- **TASK GOAL**
Once the data has been read, restate all of it exactly.

** Opening DATA EXCERPTS block **

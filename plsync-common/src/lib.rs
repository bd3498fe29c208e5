//! # plsync Common Library
//!
//! Shared code for the plsync workspace:
//! - Error type and result alias
//! - Configuration loading, saving and root folder resolution
//! - Time-window and release-date utilities

pub mod config;
pub mod error;
pub mod time;

pub use error::{Error, Result};
pub use time::TimeWindow;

** Closing DATA EXCERPTS block **

- **TASK RESULT**
filename plsync-common/src/lib.rs
repository bd3498fe29c208e5
//! # plsync Common Library
//!
//! Shared code for the plsync workspace:
//! - Error type and result alias
//! - Configuration loading, saving and root folder resolution
//! - Time-window and release-date utilities

pub mod config;
pub mod error;
pub mod time;

pub use error::{Error, Result};
pub use time::TimeWindow;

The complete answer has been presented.